To illustrate what I mean, take a look at this scene that I captured in 2008 (not long after my first foray into panoramic photography).
You can clearly see the empty space top and bottom of the portrait shot, adding nothing of note to the image. I am not keen on cropping images (older cameras did not boast a large number of megapixels like modern cameras, and I also prefer to achieve my ideal composition in the field), and so instead took two shots at a focal length of 58mm.
To achieve the necessary “crop” of the composition, I then stitched the resulting images together. This meant I had created the square composition I wanted, and also at a larger than native file size.
Whilst these early examples are not a panoramic image, it was this process that made me begin to look at the landscape in formats other than the one my camera produced by default.
Around a similar time I’d also been struggling with another location, closer to home this time, in the Yorkshire Dales, UK. Crummackdale is an area I’ve visited and attempted to photograph on and off for probably the best part of twenty years. It has to be one of my favourite locations in the whole of the Dales, but not the easiest.
It’s a very pre-historic looking area of extensive limestone pavement and crags, with views to two of the Three Peaks of Ingleborough and Pen-y-ghent. Although the shapes of these hills, and Pen-y-ghent in particular, are photographically interesting, they don’t protrude very far from the surrounding landscape, and you would certainly never mistake them for mountains!
There’s also such a lot of open space between large areas of rolling fields and limestone pavement that it is very difficult to do justice to the grand scale of the area using just a wide-angle approach.
The answer is quite simple really. We need to be able to utilise the characteristics of two different lenses at the same time. Both ultra wide and telephoto. The ultra wide lens obviously allows us to compose the whole width of the scene, while the telephoto lens helps to compress distance and perspective, and in so doing increase the scale of background features that would be otherwise lost.
This is exactly the set of circumstances where the panoramic format can be the best approach. By using focal lengths of full frame equivalent 50mm and upward, it’s possible to compress perspective. Rotate the camera and lens, or use the shift movement on a tilt/shift lens, and the wide-angle aspect can be achieved.

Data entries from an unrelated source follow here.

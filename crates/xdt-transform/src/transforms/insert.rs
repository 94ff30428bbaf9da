use super::{ExecutionContext, Transform, expect_no_arguments, expect_single_argument};
use crate::directive::OperationSpec;
use crate::error::TransformError;
use crate::locator;
use xdt_xml::xpath::XPath;
use xdt_xml::{NodeId, XPathNode};

/// Appends a clone of the template as the last child of the parent.
#[derive(Debug)]
pub struct Insert;

impl Insert {
    pub fn create(spec: &OperationSpec) -> Result<Box<dyn Transform>, TransformError> {
        expect_no_arguments(spec)?;
        Ok(Box::new(Insert))
    }
}

impl Transform for Insert {
    fn name(&self) -> &str {
        "Insert"
    }

    fn requires_target(&self) -> bool {
        false
    }

    fn consumes_subtree(&self) -> bool {
        true
    }

    fn apply(&self, cx: &mut ExecutionContext<'_>) -> Result<usize, TransformError> {
        append_clone(cx)?;
        Ok(1)
    }
}

fn append_clone(cx: &mut ExecutionContext<'_>) -> Result<NodeId, TransformError> {
    let clone = cx.clone_template()?;
    cx.source.append_child(cx.parent, clone);
    cx.format_inserted(clone);
    Ok(clone)
}

/// Inserts a clone as the first child of the parent.
#[derive(Debug)]
pub struct PrependChild;

impl PrependChild {
    pub fn create(spec: &OperationSpec) -> Result<Box<dyn Transform>, TransformError> {
        expect_no_arguments(spec)?;
        Ok(Box::new(PrependChild))
    }
}

impl Transform for PrependChild {
    fn name(&self) -> &str {
        "PrependChild"
    }

    fn requires_target(&self) -> bool {
        false
    }

    fn consumes_subtree(&self) -> bool {
        true
    }

    fn apply(&self, cx: &mut ExecutionContext<'_>) -> Result<usize, TransformError> {
        let clone = cx.clone_template()?;
        cx.source.prepend_child(cx.parent, clone);
        cx.format_inserted(clone);
        Ok(1)
    }
}

#[derive(Debug, Clone, Copy, PartialEq, Eq)]
enum Side {
    Before,
    After,
}

/// Shared by `InsertBefore` and `InsertAfter`: the argument is an XPath
/// selecting the siblings to insert next to.
#[derive(Debug)]
struct SiblingInsert {
    side: Side,
    xpath: XPath,
}

impl SiblingInsert {
    fn create(spec: &OperationSpec, side: Side) -> Result<Self, TransformError> {
        let expression = expect_single_argument(spec)?;
        let xpath = XPath::compile(&expression)
            .map_err(|source| TransformError::Expression { expression, source })?;
        Ok(SiblingInsert { side, xpath })
    }

    fn apply(&self, cx: &mut ExecutionContext<'_>) -> Result<usize, TransformError> {
        let siblings: Vec<NodeId> = self
            .xpath
            .select_nodes(cx.source, XPathNode::Node(cx.parent), cx.namespaces)
            .map_err(|source| TransformError::Expression {
                expression: self.xpath.source().to_string(),
                source,
            })?
            .into_iter()
            .filter_map(|n| n.as_node())
            .filter(|n| cx.source.parent(*n).is_some())
            .collect();

        if siblings.is_empty() {
            return Err(TransformError::NoMatch {
                target: self.xpath.source().to_string(),
            });
        }

        for sibling in &siblings {
            let clone = cx.clone_template()?;
            match self.side {
                Side::Before => cx.source.insert_before(*sibling, clone),
                Side::After => cx.source.insert_after(*sibling, clone),
            }
            cx.format_inserted(clone);
        }
        Ok(siblings.len())
    }
}

/// Inserts a clone before each node selected by the argument.
#[derive(Debug)]
pub struct InsertBefore(SiblingInsert);

impl InsertBefore {
    pub fn create(spec: &OperationSpec) -> Result<Box<dyn Transform>, TransformError> {
        Ok(Box::new(InsertBefore(SiblingInsert::create(spec, Side::Before)?)))
    }
}

impl Transform for InsertBefore {
    fn name(&self) -> &str {
        "InsertBefore"
    }

    fn requires_target(&self) -> bool {
        false
    }

    fn consumes_subtree(&self) -> bool {
        true
    }

    fn apply(&self, cx: &mut ExecutionContext<'_>) -> Result<usize, TransformError> {
        self.0.apply(cx)
    }
}

/// Inserts a clone after each node selected by the argument.
#[derive(Debug)]
pub struct InsertAfter(SiblingInsert);

impl InsertAfter {
    pub fn create(spec: &OperationSpec) -> Result<Box<dyn Transform>, TransformError> {
        Ok(Box::new(InsertAfter(SiblingInsert::create(spec, Side::After)?)))
    }
}

impl Transform for InsertAfter {
    fn name(&self) -> &str {
        "InsertAfter"
    }

    fn requires_target(&self) -> bool {
        false
    }

    fn consumes_subtree(&self) -> bool {
        true
    }

    fn apply(&self, cx: &mut ExecutionContext<'_>) -> Result<usize, TransformError> {
        self.0.apply(cx)
    }
}

/// Inserts like [`Insert`] unless the locator already matched something in
/// the document as it was before the transform started.
#[derive(Debug)]
pub struct InsertIfMissing;

impl InsertIfMissing {
    pub fn create(spec: &OperationSpec) -> Result<Box<dyn Transform>, TransformError> {
        expect_no_arguments(spec)?;
        Ok(Box::new(InsertIfMissing))
    }
}

impl Transform for InsertIfMissing {
    fn name(&self) -> &str {
        "InsertIfMissing"
    }

    fn requires_target(&self) -> bool {
        false
    }

    fn consumes_subtree(&self) -> bool {
        true
    }

    fn apply(&self, cx: &mut ExecutionContext<'_>) -> Result<usize, TransformError> {
        let lookup = cx.lookup.ok_or_else(|| {
            TransformError::Failed(
                "InsertIfMissing needs access to the original document".to_string(),
            )
        })?;

        // A parent created by this transform has no counterpart to look in.
        if !cx.source.is_new_node(cx.parent) {
            let present = match lookup.shared_snapshot() {
                Some(original) => !locator::resolve(
                    original,
                    cx.parent,
                    cx.transform,
                    cx.template,
                    cx.locator,
                    cx.namespaces,
                )?
                .is_empty(),
                None => {
                    let path = locator::original_path(
                        cx.source,
                        cx.parent,
                        cx.transform,
                        cx.template,
                        cx.locator,
                    );
                    !lookup
                        .select_nodes(&path, cx.namespaces)
                        .map_err(|source| TransformError::Expression {
                            expression: path.clone(),
                            source,
                        })?
                        .is_empty()
                }
            };
            if present {
                tracing::debug!(
                    locator = %cx.target_label,
                    "Element already present, not inserting"
                );
                return Ok(0);
            }
        }

        append_clone(cx)?;
        Ok(1)
    }
}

Equipment for panoramic photography
You don’t need to break the bank with lots of expensive specialist equipment. Even though one or two items of kit will certainly simplify and make the whole process of shooting panoramic images more enjoyable, many of these are not absolutely necessary.
1. Tripod legs
If we stick with only the necessary kit to begin with, an obvious first item would be the tripod legs. Even the tripod itself doesn’t have to be anything special. However, it does need to be relatively sturdy and you do need to be able to level the base of the tripod where the head attaches. This is so that when you rotate the camera, it travels completely horizontally rather than rising or falling which would otherwise ruin the shot.
There’s a couple of ways to do this. Some tripods have a spirit level, usually on or attached to the base or casting of the tripod where the head attaches. By adjusting the length of the legs, you can use the spirit level to make sure the tripod is set dead level. If your tripod doesn’t have a spirit level on its base, it’s sometimes possible to use an inexpensive hot-shoe spirit level as long as there’s a flat area to put it.
The second method of levelling the tripod is quicker and easier, but requires the addition of a panoramic levelling base. The levelling base attaches between the tripod casting and the head, and allows us to level the base of the tripod head independently of the legs.
2. Tripod heads
The tripod head is another item that doesn’t have to be particularly specialised in any way. Similar to the tripod legs, it needs to be capable of holding your camera equipment both stable and vibration free.
The one essential requirement is for independent panning control. Some less expensive ball heads only have friction controls on the ball itself, meaning you can’t pan the camera accurately and these are probably best avoided.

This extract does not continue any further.